INFORMATION GIVEN

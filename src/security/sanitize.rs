// Strips HTML tags from JSON request bodies before handlers see them

use axum::{
    body::{to_bytes, Body, Bytes},
    extract::Request,
    http::{header, HeaderValue},
    middleware::Next,
    response::Response,
};
use regex::Regex;
use serde_json::Value;
use std::sync::OnceLock;

use crate::error::ApiError;

/// Bodies above this size are refused
const MAX_BODY_BYTES: usize = 2 * 1024 * 1024;

fn tag_regex() -> &'static Regex {
    static TAG: OnceLock<Regex> = OnceLock::new();
    TAG.get_or_init(|| Regex::new(r"</?[^>]+(>|$)").expect("tag pattern is valid"))
}

pub fn strip_tags(input: &str) -> String {
    tag_regex().replace_all(input, "").into_owned()
}

/// Clean the top-level string fields of an object. Nested values are left alone.
pub fn sanitize_value(value: &mut Value) {
    if let Value::Object(fields) = value {
        for field in fields.values_mut() {
            if let Value::String(text) = field {
                *text = strip_tags(text);
            }
        }
    }
}

fn is_json(request: &Request) -> bool {
    request
        .headers()
        .get(header::CONTENT_TYPE)
        .and_then(|value| value.to_str().ok())
        .map_or(false, |value| value.starts_with("application/json"))
}

pub async fn sanitize_body(request: Request, next: Next) -> Result<Response, ApiError> {
    if !is_json(&request) {
        return Ok(next.run(request).await);
    }

    let (mut parts, body) = request.into_parts();
    let bytes = to_bytes(body, MAX_BODY_BYTES)
        .await
        .map_err(|e| ApiError::validation(format!("Unreadable request body: {}", e)))?;

    // Malformed JSON goes through untouched so the extractor can report it
    let bytes = match serde_json::from_slice::<Value>(&bytes) {
        Ok(mut value) => {
            sanitize_value(&mut value);
            let cleaned = serde_json::to_vec(&value)
                .map_err(|e| ApiError::InternalError(format!("Re-encoding body: {}", e)))?;
            Bytes::from(cleaned)
        }
        Err(_) => bytes,
    };

    parts
        .headers
        .insert(header::CONTENT_LENGTH, HeaderValue::from(bytes.len()));
    Ok(next
        .run(Request::from_parts(parts, Body::from(bytes)))
        .await)
}
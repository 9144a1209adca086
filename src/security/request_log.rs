use axum::{
    extract::{Request, State},
    middleware::Next,
    response::Response,
};
use std::time::Instant;
use tracing::info;

use crate::AppState;

/// Logs `METHOD - URI - caller` with the resulting status
pub async fn log_request(State(state): State<AppState>, request: Request, next: Next) -> Response {
    let method = request.method().clone();
    let uri = request.uri().clone();
    let caller = state.rate_limiter.caller_key(&request);
    let started = Instant::now();

    let response = next.run(request).await;

    info!(
        "{} - {} - {} -> {} ({} ms)",
        method,
        uri,
        caller,
        response.status().as_u16(),
        started.elapsed().as_millis()
    );
    response
}
// Request-level protection applied to every route:
// rate limiting, HTML stripping of JSON bodies and request logging

pub mod rate_limit;
pub mod request_log;
pub mod sanitize;

pub use rate_limit::{
    rate_limit, MemoryRateLimitStore, RateLimitError, RateLimitStore, RateLimiter,
    RedisRateLimitStore,
};
pub use request_log::log_request;
pub use sanitize::sanitize_body;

GOAL OF THE EXERCISE
Every line containing the word "fields" must be copied from the material above.

EXERCISE RESPONSE
/// Clean the top-level string fields of an object. Nested values are left alone.
    if let Value::Object(fields) = value {
        for field in fields.values_mut() {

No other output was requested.